### Data to examine

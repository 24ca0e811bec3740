//! Screening logic: configuration, subset enumeration, mutant synthesis,
//! catalog assembly, progress reporting and the consolidated error type.

pub mod catalog;
pub mod config;
pub mod enumerator;
pub mod error;
pub mod progress;
pub mod synthesizer;
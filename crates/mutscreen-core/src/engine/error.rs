use thiserror::Error;

use crate::core::io::fasta::FastaError;
use crate::core::matrices::MatrixError;
use crate::core::models::sequence::SequenceError;

/// Consolidated error type for the screening engine and workflow.
///
/// Every variant is fatal; nothing here is retried. Callers receive the
/// first failure and no partial catalog.
#[derive(Debug, Error)]
pub enum EngineError {
    #[error("Missing required parameter: {0}")]
    MissingParameter(&'static str),

    #[error("Invalid position '{value}': {reason}")]
    InvalidPosition { value: String, reason: String },

    #[error("Invalid preserve flag '{0}': expected 'True' or 'False'")]
    InvalidPolicy(String),

    #[error("Unknown input kind '{0}': expected 'protein' or 'nucleotide'")]
    UnknownInputKind(String),

    #[error("{needed} position subsets requested, exceeding the ceiling of {ceiling}")]
    TooManyCombinations { needed: u128, ceiling: u64 },

    #[error("Duplicate mutant name '{0}' in catalog")]
    DuplicateMutantName(String),

    #[error("Substitution matrix error: {0}")]
    Matrix(#[from] MatrixError),

    #[error("Sequence error: {0}")]
    Sequence(#[from] SequenceError),

    #[error("FASTA input error: {0}")]
    Fasta(#[from] FastaError),

    #[error("Catalog export failed: {0}")]
    Export(#[from] csv::Error),

    #[error("File I/O error: {0}")]
    Io(#[from] std::io::Error),
}
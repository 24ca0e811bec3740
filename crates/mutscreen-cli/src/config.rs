use crate::cli::ScreenArgs;
use crate::error::{CliError, Result};
use mutscreen::core::codon::backtranslate::CodonPolicy;
use mutscreen::core::matrices::MatrixName;
use mutscreen::engine::config::{self as core_config, InputKind, ScreenConfig};
use mutscreen::engine::error::EngineError;
use serde::Deserialize;
use std::path::Path;
use tracing::debug;

/// Screen parameters loaded from a TOML file. Every field is optional;
/// CLI arguments override whatever the file provides.
#[derive(Deserialize, Debug, Default, Clone)]
#[serde(deny_unknown_fields)]
pub struct PartialScreenConfig {
    #[serde(rename = "input-kind")]
    pub input_kind: Option<String>,
    pub matrix: Option<String>,
    pub preserve: Option<String>,
    pub positions: Option<String>,
    pub mandatory: Option<String>,
    #[serde(rename = "max-mutations")]
    pub max_mutations: Option<usize>,
    #[serde(rename = "max-combinations")]
    pub max_combinations: Option<u64>,
    #[serde(rename = "legacy-codons")]
    pub legacy_codons: Option<bool>,
}

impl PartialScreenConfig {
    pub fn from_file(path: &Path) -> Result<Self> {
        let text = std::fs::read_to_string(path)?;
        let config = toml::from_str(&text).map_err(|e| CliError::FileParsing {
            path: path.to_path_buf(),
            source: anyhow::anyhow!(e),
        })?;
        debug!("Loaded partial configuration from {:?}", path);
        Ok(config)
    }

    /// Merges file values under CLI overrides into a validated core config.
    pub fn merge_with_cli(self, args: &ScreenArgs) -> Result<ScreenConfig> {
        let mut builder = ScreenConfig::builder();

        if let Some(kind) = args.input_kind.as_deref().or(self.input_kind.as_deref()) {
            builder = builder.input(kind.parse::<InputKind>()?);
        }
        if let Some(matrix) = args.matrix.as_deref().or(self.matrix.as_deref()) {
            builder = builder.matrix(
                matrix
                    .parse::<MatrixName>()
                    .map_err(EngineError::from)?,
            );
        }
        if let Some(preserve) = args.preserve.as_deref().or(self.preserve.as_deref()) {
            builder = builder.direction(core_config::parse_preserve_flag(preserve)?);
        }
        if let Some(positions) = args.positions.as_deref().or(self.positions.as_deref()) {
            builder = builder.positions(core_config::parse_positions(positions)?);
        }
        if let Some(mandatory) = args.mandatory.as_deref().or(self.mandatory.as_deref()) {
            builder = builder.mandatory(core_config::parse_positions(mandatory)?);
        }
        if let Some(max) = args.max_mutations.or(self.max_mutations) {
            builder = builder.max_mutations(max);
        }
        if let Some(ceiling) = args.max_combinations.or(self.max_combinations) {
            builder = builder.max_combinations(ceiling);
        }
        if args.legacy_codons || self.legacy_codons.unwrap_or(false) {
            builder = builder.codon_policy(CodonPolicy::LegacyLastEntry);
        }

        Ok(builder.build()?)
    }
}

#[cfg(test)]
mod tests {
    use super::*;
    use mutscreen::core::matrices::ranking::RankDirection;

    fn bare_args() -> ScreenArgs {
        ScreenArgs {
            sequence: ">WT\nMAVLSK".to_string(),
            input_kind: None,
            positions: None,
            mandatory: None,
            max_mutations: None,
            matrix: None,
            preserve: None,
            legacy_codons: false,
            max_combinations: None,
            names_out: None,
            catalog_out: None,
            config: None,
        }
    }

    #[test]
    fn file_values_fill_unset_arguments() {
        let partial: PartialScreenConfig = toml::from_str(
            r#"
            input-kind = "protein"
            matrix = "Blosum62"
            positions = "1,3,5"
            preserve = "True"
            max-mutations = 2
            "#,
        )
        .unwrap();

        let config = partial.merge_with_cli(&bare_args()).unwrap();
        assert_eq!(config.input, InputKind::Protein);
        assert_eq!(config.matrix, MatrixName::Blosum62);
        assert_eq!(config.positions, vec![0, 2, 4]);
        assert_eq!(config.direction, RankDirection::Descending);
        assert_eq!(config.max_mutations, Some(2));
    }

    #[test]
    fn cli_arguments_override_file_values() {
        let partial: PartialScreenConfig = toml::from_str(
            r#"
            input-kind = "protein"
            matrix = "Blosum62"
            positions = "1,3,5"
            "#,
        )
        .unwrap();

        let mut args = bare_args();
        args.matrix = Some("Pam250".to_string());
        args.positions = Some("2,4".to_string());

        let config = partial.merge_with_cli(&args).unwrap();
        assert_eq!(config.matrix, MatrixName::Pam250);
        assert_eq!(config.positions, vec![1, 3]);
    }

    #[test]
    fn legacy_codons_flag_switches_the_policy() {
        let partial: PartialScreenConfig = toml::from_str(
            r#"
            input-kind = "nucleotide"
            matrix = "Blosum62"
            positions = "1"
            legacy-codons = true
            "#,
        )
        .unwrap();

        let config = partial.merge_with_cli(&bare_args()).unwrap();
        assert_eq!(config.codon_policy, CodonPolicy::LegacyLastEntry);
    }

    #[test]
    fn unknown_file_keys_are_rejected() {
        let result: std::result::Result<PartialScreenConfig, _> =
            toml::from_str("matrx = \"Blosum62\"");
        assert!(result.is_err());
    }

    #[test]
    fn missing_required_values_surface_from_the_builder() {
        let err = PartialScreenConfig::default()
            .merge_with_cli(&bare_args())
            .unwrap_err();
        assert!(matches!(
            err,
            CliError::Engine(EngineError::MissingParameter(_))
        ));
    }

    #[test]
    fn reads_a_partial_config_from_disk() {
        let dir = tempfile::tempdir().unwrap();
        let path = dir.path().join("screen.toml");
        std::fs::write(&path, "matrix = \"Blosum80\"\n").unwrap();
        let partial = PartialScreenConfig::from_file(&path).unwrap();
        assert_eq!(partial.matrix.as_deref(), Some("Blosum80"));
    }

    #[test]
    fn a_broken_config_file_reports_the_path() {
        let dir = tempfile::tempdir().unwrap();
        let path = dir.path().join("screen.toml");
        std::fs::write(&path, "positions = [1,\n").unwrap();
        let err = PartialScreenConfig::from_file(&path).unwrap_err();
        assert!(matches!(err, CliError::FileParsing { .. }));
    }
}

### Problem statement
Looking at the data above, how many lines hold the string "filename"? Reply with only the number.

### Task output
2